In terms of stealth and mobility I give Corvo the edge. Yes, Jensen has an invisibility cloak, but his ability to use it is sharply limited and most of his information-gathering augments are useless against a non-technological opponent. Corvo isn't quite as fast as full-sprint Jensen, but he can maintain that speed for longer, his vertical mobility is much better and Blink simply outmatches any tool Jensen has in both stealth and mobility while the supernatural elements of Dark Sight outmatch Jensen's vision modes (seriously, he can see 'places that are being observed'. This is huge). Possession lets him pass through places humans can't, or if necessary take over Jensen's employees to bypass security. All of Corvo's abilities work as well against Jensen's security measures as they do against his own. Most of Jensen's abilities don't work on things that don't use microchips. On the other hand, the only security measures Corvo has that mean _anything at all_ to Jensen are the Walls of Light and Arc Pylons. His guards are just worm-food if they try to do anything to stop Jensen. The reverse is not true; while Sarif's security guards aren't nearly as ridiculously overequipped as most in the setting, they're still packing modern weaponry including semi-automatic pistols and submachine guns. Corvo can kill them easily, but they can quickly do the same back to him.

So, the scenarios.

Scenario 1: Dark Sight works on Clockwork Men, so I have no particular reason to believe it wouldn't work on Jensen's cameras and drones. Thus, Corvo doesn't even need to know how Jensen's technology works to sneak past it. Just carefully examine where 'observation is happening', make some plans and then get to sneaking. Jensen will be utterly, horribly unprepared for Blink and Possession; Sarif Industries' defenses are designed to keep humans and drones out and built on the assumption that people must actually go from point A to point B, not just skip the intervening ground. Corvo can use Possession on a bird to get onto the roof and into the ventilation system, then sneak his way to his destination. The only true obstacle to him is going to be locked doors, but I expect he can probably figure out a way to get access to them eventually. Dark Sight used perfectly means Jensen will never get a location on Corvo, so there's not a lot he can do about any of this except maybe personally stand outside of Sarif's door. And even then, that throws away a lot of his advantages and means Corvo might be able to take him down with a sneak attack.

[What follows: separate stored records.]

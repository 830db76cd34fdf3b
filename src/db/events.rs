//! Publish/subscribe channel for status notifications.

use std::sync::atomic::{AtomicU64, Ordering};
use std::sync::{Arc, Mutex, MutexGuard, Weak};

use tokio::sync::mpsc::{self, error::TryRecvError, UnboundedReceiver, UnboundedSender};

type Subscribers<E> = Mutex<Vec<(u64, UnboundedSender<E>)>>;

struct BusInner<E> {
    subscribers: Subscribers<E>,
    next_id: AtomicU64,
}

/// Fans events out to every live subscriber in publish order.
pub struct EventBus<E> {
    inner: Arc<BusInner<E>>,
}

impl<E> Clone for EventBus<E> {
    fn clone(&self) -> Self {
        Self {
            inner: Arc::clone(&self.inner),
        }
    }
}

impl<E: Clone + Send + 'static> Default for EventBus<E> {
    fn default() -> Self {
        Self::new()
    }
}

fn lock_subscribers<E>(subscribers: &Subscribers<E>) -> MutexGuard<'_, Vec<(u64, UnboundedSender<E>)>> {
    match subscribers.lock() {
        Ok(guard) => guard,
        Err(poisoned) => {
            eprintln!("Warning: event subscriber lock was poisoned; recovering.");
            poisoned.into_inner()
        }
    }
}

impl<E: Clone + Send + 'static> EventBus<E> {
    pub fn new() -> Self {
        Self {
            inner: Arc::new(BusInner {
                subscribers: Mutex::new(Vec::new()),
                next_id: AtomicU64::new(1),
            }),
        }
    }

    pub fn subscribe(&self) -> Subscription<E> {
        let (sender, receiver) = mpsc::unbounded_channel();
        let id = self.inner.next_id.fetch_add(1, Ordering::SeqCst);
        lock_subscribers(&self.inner.subscribers).push((id, sender));
        Subscription {
            id,
            receiver,
            bus: Arc::downgrade(&self.inner),
        }
    }

    pub fn publish(&self, event: E) {
        let mut subscribers = lock_subscribers(&self.inner.subscribers);
        subscribers.retain(|(id, sender)| {
            if sender.send(event.clone()).is_ok() {
                return true;
            }
            eprintln!("Warning: dropping event subscriber {id}; its receiver is gone.");
            false
        });
    }

    pub fn subscriber_count(&self) -> usize {
        lock_subscribers(&self.inner.subscribers).len()
    }
}

/// Receiving end of a subscription. Dropping it, or calling
/// [`Subscription::unsubscribe`], stops delivery.
pub struct Subscription<E> {
    id: u64,
    receiver: UnboundedReceiver<E>,
    bus: Weak<BusInner<E>>,
}

impl<E> Subscription<E> {
    pub async fn recv(&mut self) -> Option<E> {
        self.receiver.recv().await
    }

    /// Next event if one is already queued.
    pub fn try_recv(&mut self) -> Option<E> {
        match self.receiver.try_recv() {
            Ok(event) => Some(event),
            Err(TryRecvError::Empty) | Err(TryRecvError::Disconnected) => None,
        }
    }

    /// Everything queued so far.
    pub fn drain(&mut self) -> Vec<E> {
        std::iter::from_fn(|| self.try_recv()).collect()
    }

    pub fn unsubscribe(self) {}
}

impl<E> Drop for Subscription<E> {
    fn drop(&mut self) {
        if let Some(bus) = self.bus.upgrade() {
            lock_subscribers(&bus.subscribers).retain(|(id, _)| *id != self.id);
        }
    }
}
pub mod cancel;
pub mod connection;
pub mod driver;
pub mod events;
pub mod oracle_driver;
pub mod query;
pub mod session;

#[cfg(test)]
pub(crate) mod test_support;

pub use cancel::CancelToken;
pub use connection::*;
pub use driver::{BoundCursor, CursorId, DatabaseDriver, DriverSession, ExecuteOutcome, RawRow};
pub use events::{EventBus, Subscription};
pub use oracle_driver::OracleDriver;
pub use query::*;
pub use session::*;

use std::sync::{Mutex, MutexGuard};

pub(crate) fn lock_or_recover<'a, T>(mutex: &'a Mutex<T>, what: &str) -> MutexGuard<'a, T> {
    match mutex.lock() {
        Ok(guard) => guard,
        Err(poisoned) => {
            eprintln!("Warning: {what} lock was poisoned; recovering.");
            poisoned.into_inner()
        }
    }
}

Scenario 2: Jensen could sneak around, and will benefit from doing so, but... Well, he doesn't really have to. He can survive far worse than Corvo's guards can do to him, so the only real hope Corvo's security has is the Arc Pylons. Considering that the Tower of Dunwall is made of brick and mortar or wood, Walls of Light can be bypassed by Jensen just going through the actual walls. If he just blitzes his way through, engaging any guards he happens to run into with his weapons and smashing any obstacles in his way things get rough for Team Dunwall. Good Arc Pylon placement might hold him up for a bit, and Corvo will need to use whatever time that buys him in Jensen tracking down the whale oil generators to try to sneak up on Jensen and Possess him into an Arc Pylon or Wall of Light (or just shoot him in the eye while he's incapacitated). Jensen's ability to see electromagnetic fields should let him very quickly figure out the Walls of Light and Arc Pylons, so while this isn't quite as one-sided as Scenario 1 I'd still give Jensen roughly 80-20 odds of success. Corvo's advantages are just badly hampered by the extreme time pressure Jensen can exert by brute forcing his way to Emily as fast as he can... Of course, that's assuming Corvo thinks to go for Possession in the first place. Good odds in a scenario like this he just takes the opportunity to shoot Jensen in the back of the head, gets a nasty shock when Jensen's skull plating stops the bullet and Jensen turns around and blows him away with an assault rifle.

Scenario 3: Corvo wins by getting close enough to use Possession without alerting Jensen. Jensen wins by reducing the warehouse to splinters, eliminating anywhere for Corvo to hide, and then gunning him down or wiping him out with the Typhoon when Corvo makes a desperation play. I think a lot of this one comes down to information. If Corvo realizes that almost all of his weaponry is ineffectual against Jensen he might be able to pull it off, but I expect the likely outcome here if he doesn't realize how tough Jensen is is Corvo sneaking up behind him, sticking a sword in his spine, being shocked that it didn't work and getting blown to pieces by the Typhoon.

----------


## Rynjin

I'm not all that certain Jensen's armor would stop a thrust to the spine from Corvo. he's durable, but I'm pretty sure his armored skin is a modified Kevlar weave; great against bullets, not so much against stabbing attacks.

----------


## GloatingSwine

> I'm not all that certain Jensen's armor would stop a thrust to the spine from Corvo. he's durable, but I'm pretty sure his armored skin is a modified Kevlar weave; great against bullets, not so much against stabbing attacks.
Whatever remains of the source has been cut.